*** Provided data

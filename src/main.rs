//! pairgate binary entry point.

use std::process::ExitCode;
use std::sync::Arc;

use pairgate::api::{self, AppState, ServerConfig};
use pairgate::cli::{parse_args, print_help, print_version};
use pairgate::config::Config;
use pairgate::logging;
use pairgate::manager::SessionManager;
use pairgate::store::{SessionRepository, SqliteSessionRepository};
use pairgate::transport::loopback::LoopbackProvider;
use tracing::{error, info, warn};

const MEMORY_URL: &str = "sqlite::memory:";

#[tokio::main]
async fn main() -> ExitCode {
    let args = match parse_args() {
        Ok(args) => args,
        Err(e) => {
            eprintln!("error: {}", e);
            eprintln!("Run 'pairgate --help' for usage.");
            return ExitCode::FAILURE;
        }
    };

    if args.help {
        print_help();
        return ExitCode::SUCCESS;
    }
    if args.version {
        print_version();
        return ExitCode::SUCCESS;
    }

    let config = match Config::load(&args) {
        Ok(config) => config,
        Err(e) => {
            eprintln!("error: {}", e);
            return ExitCode::FAILURE;
        }
    };

    let server_config = match config.to_server_config() {
        Ok(server_config) => server_config,
        Err(e) => {
            eprintln!("error: {}", e);
            return ExitCode::FAILURE;
        }
    };

    if let Err(e) = logging::init_with_level(config.log_filter()) {
        eprintln!("warning: logging already initialized: {}", e);
    }

    match run(config, server_config).await {
        Ok(()) => ExitCode::SUCCESS,
        Err(e) => {
            error!(error = %e, "pairgate stopped with an error");
            ExitCode::FAILURE
        }
    }
}

async fn run(config: Config, server_config: ServerConfig) -> pairgate::Result<()> {
    info!("pairgate v{}", env!("CARGO_PKG_VERSION"));

    if !server_config.auth.is_enabled() {
        warn!("authentication is disabled, do not expose this server");
    }

    let repo: Arc<dyn SessionRepository> = if config.database.url == MEMORY_URL {
        warn!("using an in-memory session store, sessions are lost on exit");
        Arc::new(SqliteSessionRepository::in_memory().await?)
    } else {
        Arc::new(
            SqliteSessionRepository::connect(&config.database.url, config.database.max_connections)
                .await?,
        )
    };

    warn!("no network transport is linked in, using the loopback device provider");
    let devices = Arc::new(LoopbackProvider::new());

    let manager = Arc::new(SessionManager::new(repo, devices, config.manager_config())?);
    match manager.reconcile().await {
        Ok(report) => info!(
            reconnected = report.reconnected,
            pending = report.pending,
            failed = report.failed,
            "startup reconciliation done"
        ),
        Err(e) => error!(error = %e, "startup reconciliation failed"),
    }

    let state = AppState::new(Arc::clone(&manager));
    let result = api::serve(server_config, state, shutdown_signal()).await;

    info!("shutting down sessions");
    manager.shutdown().await;
    result
}

async fn shutdown_signal() {
    if let Err(e) = tokio::signal::ctrl_c().await {
        warn!(error = %e, "failed to listen for Ctrl+C");
        std::future::pending::<()>().await;
    }
    info!("shutdown signal received");
}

******

Work task
Search the data for the string "logging" and copy out every line where it is found.

Task output
use pairgate::logging;
    if let Err(e) = logging::init_with_level(config.log_filter()) {
        eprintln!("warning: logging already initialized: {}", e);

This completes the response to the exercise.